Still, it is in my nature to write.  I've attempted comebacks from time to time.  Vacation journals.  Spiritual thoughts journals.  Scripture memorizing journals.  Food and weight loss journals.  And most entries start the same way--"It's been so long!  I can't believe I haven't written in so many months!"  Then blogging came along.  I decided to write essays to satisfy the life long dream of writing; my thinking being that if I wrote semi-public blogs, it would inspire me to edit and re-write and thus improve a talent.  I blog less often than I write in my journals.

It is less than an hour before my 58th birthday.  Inventory time.  I'm still trying to lose weight, still not reading my scriptures as often as I could, I'm still not nice to everyone all the time, and I will never have a house to which I'm comfortable having company visit unannounced.  I have not fulfilled my goal in writing fiction for children. Well, that's not true.  I've written plenty, but never worked hard enough to be published.  I'm a decent teacher, my students know I love them and most of my co-workers like me.  Not all of them.  I'm single, wish I were married but can't imagine how that could ever happen.  I have four children and six grandchildren on whom I am too dependent for love and approval, but are unquestionably the greatest joys in my life.
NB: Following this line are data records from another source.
// src/config.rs
//
// Calibration constants for one robot/battery pairing. Every field defaults to the
// values in `constants.rs`; a TOML file only needs the keys it overrides:
//
//   [smoothing]
//   window_size = 501
//
//   [reference]
//   rotation_rad = -0.05

use std::fs;
use std::path::Path;

use serde::Deserialize;

use crate::constants::{
    FIT_GRID_END_MV, FIT_GRID_POINTS, FIT_GRID_START_MV, MAX_VOLTAGE_MV,
    REFERENCE_CURVE_COEFFICIENTS, REFERENCE_OFFSET_Y, REFERENCE_ROTATION_RAD,
    SMOOTHING_POLY_ORDER, SMOOTHING_WINDOW_SIZE,
};
use crate::error::{AnalysisError, Result};

#[derive(Debug, Clone, Default, Deserialize)]
#[serde(default)]
pub struct AnalysisConfig {
    pub loader: LoaderCfg,
    pub time: TimeCfg,
    pub smoothing: SmoothingCfg,
    pub fit: FitCfg,
    pub reference: ReferenceCfg,
    pub output: OutputCfg,
}

impl AnalysisConfig {
    pub fn from_toml_str(text: &str) -> std::result::Result<Self, toml::de::Error> {
        toml::from_str(text)
    }

    pub fn from_toml_file(path: &Path) -> Result<Self> {
        let text = fs::read_to_string(path).map_err(|e| AnalysisError::io(path, e))?;
        Self::from_toml_str(&text).map_err(|source| AnalysisError::Config {
            path: path.to_path_buf(),
            source,
        })
    }
}

#[derive(Debug, Clone, Deserialize)]
#[serde(default)]
pub struct LoaderCfg {
    /// Rows with a voltage above this value (mV) are discarded.
    pub max_voltage_mv: f64,
}

impl Default for LoaderCfg {
    fn default() -> Self {
        Self {
            max_voltage_mv: MAX_VOLTAGE_MV,
        }
    }
}

/// How the time-remaining axis is derived from raw logger timestamps.
#[derive(Debug, Clone, Copy, PartialEq, Eq, Default, Deserialize)]
#[serde(rename_all = "lowercase")]
pub enum TimeAxis {
    /// Shifted-difference transform matching the logger's historical output.
    #[default]
    Logger,
    /// Plain countdown to the last sample: `t_last - t_i`.
    Countdown,
}

#[derive(Debug, Clone, Default, Deserialize)]
#[serde(default)]
pub struct TimeCfg {
    pub time_axis: TimeAxis,
}

#[derive(Debug, Clone, Deserialize)]
#[serde(default)]
pub struct SmoothingCfg {
    pub window_size: usize,
    pub poly_order: usize,
}

impl Default for SmoothingCfg {
    fn default() -> Self {
        Self {
            window_size: SMOOTHING_WINDOW_SIZE,
            poly_order: SMOOTHING_POLY_ORDER,
        }
    }
}

/// Plotting grid for the fitted curves. The fitted degrees themselves are fixed
/// at `FIT_DEGREES`, so a `degrees` key is rejected like any other unknown key.
#[derive(Debug, Clone, Deserialize)]
#[serde(default, deny_unknown_fields)]
pub struct FitCfg {
    pub grid_start_mv: f64,
    pub grid_end_mv: f64,
    pub grid_points: usize,
}

impl Default for FitCfg {
    fn default() -> Self {
        Self {
            grid_start_mv: FIT_GRID_START_MV,
            grid_end_mv: FIT_GRID_END_MV,
            grid_points: FIT_GRID_POINTS,
        }
    }
}

#[derive(Debug, Clone, Deserialize)]
#[serde(default)]
pub struct ReferenceCfg {
    /// Highest power first.
    pub coefficients: Vec<f64>,
    pub rotation_rad: f64,
    pub offset_y: f64,
}

impl Default for ReferenceCfg {
    fn default() -> Self {
        Self {
            coefficients: REFERENCE_CURVE_COEFFICIENTS.to_vec(),
            rotation_rad: REFERENCE_ROTATION_RAD,
            offset_y: REFERENCE_OFFSET_Y,
        }
    }
}

#[derive(Debug, Clone, Copy, PartialEq, Eq, Default, Deserialize)]
#[serde(rename_all = "lowercase")]
pub enum ImageFormat {
    #[default]
    Svg,
    Png,
}

impl ImageFormat {
    pub fn extension(self) -> &'static str {
        match self {
            ImageFormat::Svg => "svg",
            ImageFormat::Png => "png",
        }
    }
}

#[derive(Debug, Clone, Default, Deserialize)]
#[serde(default)]
pub struct OutputCfg {
    pub image_format: ImageFormat,
}


// src/config.rs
I sound as though I am filled with middle aged angst.  Perhaps I am.

Oddly, one thing saved me as a teenager when failure and discouragement weighed me down, and it still saves me today.  Forty some years ago, I had a deep knowledge of a Heavenly Father and Savior who loved me.  I knew that no matter how imperfect I was, they would always love me. And despite my other failings, I pray often, and am subsequently blessed and comforted. 

So, when I lose 5 pounds and then eat banana bread muffins all day and gain it back, when I waste time watching TV instead of writing or cleaning or exercising, even when I am unforgiving or cause offense, I can honestly say that it's a wonderful life.  I will get up in the morning, feeling a little older, and spend time with friends, talk to family on the phone, and count my many, many blessings.